Czechia unveils new plans for pension reform

The change, which will see pensions indexed by inflation, has been met with opposition in parliament.


Written by ČTK Published on 18.04.2023 10:25:00 (updated on 18.04.2023) Reading time: 2 minutes

Czech Social Affairs Minister Marian Jurečka presented proposed changes to the pension system Monday, stating that pensions would be indexed by inflation and one-third of the rate of the national real wage increase as of Jan. 1, 2024.

The change aims to eliminate the one-off re-evaluation of pensions, which had caused much controversy earlier this year.

Jurečka also proposed that early retirement would be possible three rather than five years before the regular retirement date. The bonus that will replace the one-off indexation of pensions will be automatically added to the pension.

This bonus will consist of two parts: one will be an equal lump sum for all pensioners, and the other will depend on the volume of the recipient's previous contributions to the pension system.

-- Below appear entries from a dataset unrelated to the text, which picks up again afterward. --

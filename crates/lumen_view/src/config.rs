//! View configuration - TOML to ViewConfig conversion
//!
//! # Config Format
//!
//! ```toml
//! [view]
//! platform = "android"
//! headset = "cardboard"
//! controller = "cardboard"
//! vr_mode = false
//! target_fps = 60
//!
//! [debug]
//! debug = false
//! hud = false
//!
//! [queue]
//! idle_timeout_ms = 5000
//! ```
//!
//! Every section and key is optional; missing values fall back to
//! [`ViewConfig::default`].

use crate::error::ConfigError;
use lumen_presenter::DebugFlags;
use lumen_xr::ModeDescriptor;
use serde::Deserialize;
use std::path::Path;
use std::time::Duration;

/// Result type for config operations
pub type ConfigResult<T> = Result<T, ConfigError>;

/// Highest accepted render loop rate
const MAX_TARGET_FPS: u32 = 240;

/// Initial configuration of a view
#[derive(Debug, Clone, PartialEq)]
pub struct ViewConfig {
    /// Hardware the first session renders to
    pub descriptor: ModeDescriptor,
    /// Start in VR mode
    pub vr_mode: bool,
    /// Render loop rate (0 = unpaced)
    pub target_fps: u32,
    /// Initial debug overlays
    pub debug: DebugFlags,
    /// Bound on lifecycle acknowledgements and idle waits
    pub idle_timeout: Duration,
}

impl Default for ViewConfig {
    fn default() -> Self {
        Self {
            descriptor: ModeDescriptor::default(),
            vr_mode: false,
            target_fps: 60,
            debug: DebugFlags::default(),
            idle_timeout: Duration::from_millis(5000),
        }
    }
}

/// Raw TOML structure for view section
#[derive(Debug, Deserialize, Default)]
struct ViewToml {
    platform: Option<String>,
    headset: Option<String>,
    controller: Option<String>,
    vr_mode: Option<bool>,
    target_fps: Option<u32>,
}

/// Raw TOML structure for debug section
#[derive(Debug, Deserialize, Default)]
struct DebugToml {
    #[serde(default)]
    debug: bool,
    #[serde(default)]
    hud: bool,
}

/// Raw TOML structure for queue section
#[derive(Debug, Deserialize, Default)]
struct QueueToml {
    idle_timeout_ms: Option<u64>,
}

/// Root TOML structure
#[derive(Debug, Deserialize, Default)]
struct ConfigToml {
    #[serde(default)]
    view: Option<ViewToml>,
    #[serde(default)]
    debug: Option<DebugToml>,
    #[serde(default)]
    queue: Option<QueueToml>,
}

impl ViewConfig {
    /// Parse a config from a TOML string
    pub fn from_toml_str(content: &str) -> ConfigResult<Self> {
        let raw: ConfigToml = toml::from_str(content)?;
        let defaults = Self::default();

        let view = raw.view.unwrap_or_default();
        let descriptor = ModeDescriptor::new(
            view.platform.unwrap_or_else(|| defaults.descriptor.platform().to_string()),
            view.headset.unwrap_or_else(|| defaults.descriptor.headset().to_string()),
            view.controller.unwrap_or_else(|| defaults.descriptor.controller().to_string()),
        );

        let debug = raw
            .debug
            .map(|d| DebugFlags::new(d.debug, d.hud))
            .unwrap_or(defaults.debug);

        let idle_timeout = raw
            .queue
            .and_then(|q| q.idle_timeout_ms)
            .map(Duration::from_millis)
            .unwrap_or(defaults.idle_timeout);

        let config = Self {
            descriptor,
            vr_mode: view.vr_mode.unwrap_or(defaults.vr_mode),
            target_fps: view.target_fps.unwrap_or(defaults.target_fps),
            debug,
            idle_timeout,
        };
        config.validate()?;
        Ok(config)
    }

    /// Load and parse a config file
    pub fn load(path: impl AsRef<Path>) -> ConfigResult<Self> {
        let content = std::fs::read_to_string(path)?;
        Self::from_toml_str(&content)
    }

    /// Check value ranges
    pub fn validate(&self) -> ConfigResult<()> {
        let fields = [
            ("platform", self.descriptor.platform()),
            ("headset", self.descriptor.headset()),
            ("controller", self.descriptor.controller()),
        ];
        for (name, value) in fields {
            if value.trim().is_empty() {
                return Err(ConfigError::Validation(format!("{} must not be empty", name)));
            }
        }

        if self.target_fps > MAX_TARGET_FPS {
            return Err(ConfigError::Validation(format!(
                "target_fps {} exceeds {}",
                self.target_fps, MAX_TARGET_FPS
            )));
        }

        if self.idle_timeout.is_zero() {
            return Err(ConfigError::Validation("idle_timeout_ms must be positive".into()));
        }

        Ok(())
    }
}

#[cfg(test)]
mod tests {
    use super::*;

    #[test]
    fn test_parse_empty_config() {
        let config = ViewConfig::from_toml_str("").unwrap();
        assert_eq!(config, ViewConfig::default());
    }

    #[test]
    fn test_parse_full_config() {
        let content = r#"
[view]
platform = "ovr-mobile"
headset = "gearvr"
controller = "gearvr-remote"
vr_mode = true
target_fps = 72

[debug]
debug = true
hud = true

[queue]
idle_timeout_ms = 250
"#;

        let config = ViewConfig::from_toml_str(content).unwrap();
        assert_eq!(config.descriptor, ModeDescriptor::new("ovr-mobile", "gearvr", "gearvr-remote"));
        assert!(config.vr_mode);
        assert_eq!(config.target_fps, 72);
        assert_eq!(config.debug, DebugFlags::new(true, true));
        assert_eq!(config.idle_timeout, Duration::from_millis(250));
    }

    #[test]
    fn test_partial_view_section() {
        let content = r#"
[view]
headset = "daydream"
"#;

        let config = ViewConfig::from_toml_str(content).unwrap();
        assert_eq!(config.descriptor.platform(), "android");
        assert_eq!(config.descriptor.headset(), "daydream");
        assert!(!config.vr_mode);
    }

    #[test]
    fn test_rejects_empty_platform() {
        let content = r#"
[view]
platform = ""
"#;

        let result = ViewConfig::from_toml_str(content);
        assert!(matches!(result, Err(ConfigError::Validation(_))));
    }

    #[test]
    fn test_rejects_excessive_fps() {
        let content = r#"
[view]
target_fps = 1000
"#;

        assert!(ViewConfig::from_toml_str(content).is_err());
    }

    #[test]
    fn test_invalid_toml() {
        let result = ViewConfig::from_toml_str("[view\nplatform = ");
        assert!(matches!(result, Err(ConfigError::Parse(_))));
    }

    #[test]
    fn test_load_missing_file() {
        let result = ViewConfig::load("/nonexistent/lumen/view.toml");
        assert!(matches!(result, Err(ConfigError::Io(_))));
    }
}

Jurečka plans to propose an additional condition that applicants must have worked for at least 40 years to be eligible for early retirement.

The labor minister said that he feels disappointed at critics of the plan from opposition members of parliament, such as from the ANO movement. He had asked opposition MPs what complex solutions they could propose but received no answer from them.

According to Jurečka, steps are needed to keep the pension system sustainable. The government plans to unveil a draft package of changes to the entire pension system in May.

The reason for the change is an attempt to prevent the widening of a gap between lower and higher pensions, as happened in 2022 and 2023.

Just two months ago, the government announced tentative plans to raise the retirement age to as high as 68 to people currently under the age of 34. Under the changes, people now in their 50s would retire at 66, and those in their 40s at 67.

Director of Czechia's Social Insurance Department Tomáš Machanec said Monday that the proposed reform "is very important in terms of long-term sustainability," as the benefit to the public coffers will be up to 0.3 percent of GDP a year, which is CZK 20 billion in today's terms.

Jurečka also said that early pensions should be used mainly by people who worked in fields with a higher workload and that government will specify the conditions for them.